Step 1: Identify the steady state.
In the steady state, the capacitor behaves as an open circuit because no current flows through it once it is fully charged. Therefore, the equivalent circuit simplifies to the resistances without considering the capacitor in terms of current flow.
Step 2: Analyze the resistances.
In the given circuit, the resistances are arranged in a combination of series and parallel. First, we need to calculate the equivalent resistance of the resistors.

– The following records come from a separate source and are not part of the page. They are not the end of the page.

#![allow(dead_code)]

use std::fs;
use std::path::PathBuf;

pub fn read_fixture(name: &str) -> String {
    let mut path = PathBuf::from(env!("CARGO_MANIFEST_DIR"));
    path.push("tests");
    path.push("fixtures");
    path.push(name);
    fs::read_to_string(&path).unwrap_or_else(|err| panic!("failed to read fixture {name}: {err}"))
}

/// Reads a golden file written with `\t`/`\n` escapes, dropping the final newline.
pub fn read_unescaped(name: &str) -> String {
    let raw = read_fixture(name);
    let mut normalized = raw.replace("\r\n", "\n");
    if normalized.ends_with('\n') {
        normalized.pop();
    }
    unescape(&normalized)
}

pub fn unescape(input: &str) -> String {
    let mut out = String::new();
    let mut iter = input.chars();

    while let Some(ch) = iter.next() {
        if ch != '\\' {
            out.push(ch);
            continue;
        }

        match iter.next() {
            Some('n') => out.push('\n'),
            Some('r') => out.push('\r'),
            Some('t') => out.push('\t'),
            Some('\\') => out.push('\\'),
            Some(other) => {
                out.push('\\');
                out.push(other);
            }
            None => out.push('\\'),
        }
    }

    out
}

- The \( 2 \, \Omega \) and \( 3 \, \Omega \) resistors are in parallel. The equivalent resistance \( R_1 \) of these two resistors is:
\[
R_1 = \frac{2 \times 3}{2 + 3} = \frac{6}{5} = 1.2 \, \Omega
\]
- Now, the \( 1 \, \Omega \), \( 1.2 \, \Omega \), and \( 4 \, \Omega \) resistors are in series. So, the total equivalent resistance \( R_{\text{eq}} \) is:
\[
R_{\text{eq}} = 1 + 1.2 + 4 = 6.2 \, \Omega
\]
Step 3: Apply Ohm’s law.
Now, we can use Ohm’s law to find the total current in the circuit. The total voltage is \( 2.5 \, \text{V} \), and the total resistance is \( 6.2 \, \Omega \), so the total current \( I \) is:
\[
I = \frac{V}{R_{\text{eq}}} = \frac{2.5}{6.2} = 0.403 \, \text{A}
\]
Step 4: Calculate the charge on the capacitor.
The charge on the capacitor is given by:
\[
Q = C \times V_{\text{capacitor}}
\]
where \( C = 5 \, \mu \text{F} \) and \( V_{\text{capacitor}} \) is the voltage across the capacitor. In the steady state, the voltage across the capacitor is the same as the voltage across the \( 5 \, \mu \text{F} \) capacitor branch. Using the current through the branch, we can find this voltage by multiplying the current by the total resistance in series with the capacitor:
\[
V_{\text{capacitor}} = I \times R_{\text{capacitor branch}} = 0.403 \times 5 = 2.015 \, \text{V}
\]
Now, calculating the charge:
\[
Q = 5 \times 10^{-6} \times 2.015 = 10.075 \times 10^{-6} = \frac{75}{8} \, \mu \text{C}
\]
Thus, the charge on the capacitor is \( \frac{75}{8} \, \mu \text{C} \).